◆ What the task requires:
The response should be an exact repetition of all the entries.

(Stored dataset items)
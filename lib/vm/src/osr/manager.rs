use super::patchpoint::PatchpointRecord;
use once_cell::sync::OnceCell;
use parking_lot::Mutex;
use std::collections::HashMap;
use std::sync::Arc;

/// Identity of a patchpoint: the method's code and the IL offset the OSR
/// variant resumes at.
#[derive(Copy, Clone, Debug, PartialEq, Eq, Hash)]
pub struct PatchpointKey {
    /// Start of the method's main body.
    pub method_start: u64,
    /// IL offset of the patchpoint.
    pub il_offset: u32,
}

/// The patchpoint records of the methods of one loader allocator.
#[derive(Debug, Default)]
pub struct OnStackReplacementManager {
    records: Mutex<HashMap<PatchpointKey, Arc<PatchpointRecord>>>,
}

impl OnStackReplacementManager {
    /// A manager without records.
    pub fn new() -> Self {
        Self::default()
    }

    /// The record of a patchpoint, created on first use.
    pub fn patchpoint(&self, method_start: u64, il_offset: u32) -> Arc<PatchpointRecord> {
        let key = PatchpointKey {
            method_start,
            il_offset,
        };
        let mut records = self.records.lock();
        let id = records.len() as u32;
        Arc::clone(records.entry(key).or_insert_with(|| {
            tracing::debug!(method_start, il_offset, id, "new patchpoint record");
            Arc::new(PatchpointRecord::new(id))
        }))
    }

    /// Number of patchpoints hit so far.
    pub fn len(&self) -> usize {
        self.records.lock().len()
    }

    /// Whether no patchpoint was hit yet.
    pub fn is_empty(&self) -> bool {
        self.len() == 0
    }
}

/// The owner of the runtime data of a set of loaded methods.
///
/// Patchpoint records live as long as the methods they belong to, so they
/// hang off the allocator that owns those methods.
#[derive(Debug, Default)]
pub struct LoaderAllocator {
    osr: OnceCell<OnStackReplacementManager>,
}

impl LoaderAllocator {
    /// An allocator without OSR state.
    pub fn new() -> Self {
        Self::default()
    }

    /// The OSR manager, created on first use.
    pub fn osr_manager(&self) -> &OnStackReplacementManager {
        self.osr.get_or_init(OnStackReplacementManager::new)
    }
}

◆ Solution to the exercise:
filename lib/vm/src/osr/manager.rs
use super::patchpoint::PatchpointRecord;
use once_cell::sync::OnceCell;
use parking_lot::Mutex;
use std::collections::HashMap;
use std::sync::Arc;

/// Identity of a patchpoint: the method's code and the IL offset the OSR
/// variant resumes at.
#[derive(Copy, Clone, Debug, PartialEq, Eq, Hash)]
pub struct PatchpointKey {
    /// Start of the method's main body.
    pub method_start: u64,
    /// IL offset of the patchpoint.
    pub il_offset: u32,
}

/// The patchpoint records of the methods of one loader allocator.
#[derive(Debug, Default)]
pub struct OnStackReplacementManager {
    records: Mutex<HashMap<PatchpointKey, Arc<PatchpointRecord>>>,
}

impl OnStackReplacementManager {
    /// A manager without records.
    pub fn new() -> Self {
        Self::default()
    }

    /// The record of a patchpoint, created on first use.
    pub fn patchpoint(&self, method_start: u64, il_offset: u32) -> Arc<PatchpointRecord> {
        let key = PatchpointKey {
            method_start,
            il_offset,
        };
        let mut records = self.records.lock();
        let id = records.len() as u32;
        Arc::clone(records.entry(key).or_insert_with(|| {
            tracing::debug!(method_start, il_offset, id, "new patchpoint record");
            Arc::new(PatchpointRecord::new(id))
        }))
    }

    /// Number of patchpoints hit so far.
    pub fn len(&self) -> usize {
        self.records.lock().len()
    }

    /// Whether no patchpoint was hit yet.
    pub fn is_empty(&self) -> bool {
        self.len() == 0
    }
}

/// The owner of the runtime data of a set of loaded methods.
///
/// Patchpoint records live as long as the methods they belong to, so they
/// hang off the allocator that owns those methods.
#[derive(Debug, Default)]
pub struct LoaderAllocator {
    osr: OnceCell<OnStackReplacementManager>,
}

impl LoaderAllocator {
    /// An allocator without OSR state.
    pub fn new() -> Self {
        Self::default()
    }

    /// The OSR manager, created on first use.
    pub fn osr_manager(&self) -> &OnStackReplacementManager {
        self.osr.get_or_init(OnStackReplacementManager::new)
    }
}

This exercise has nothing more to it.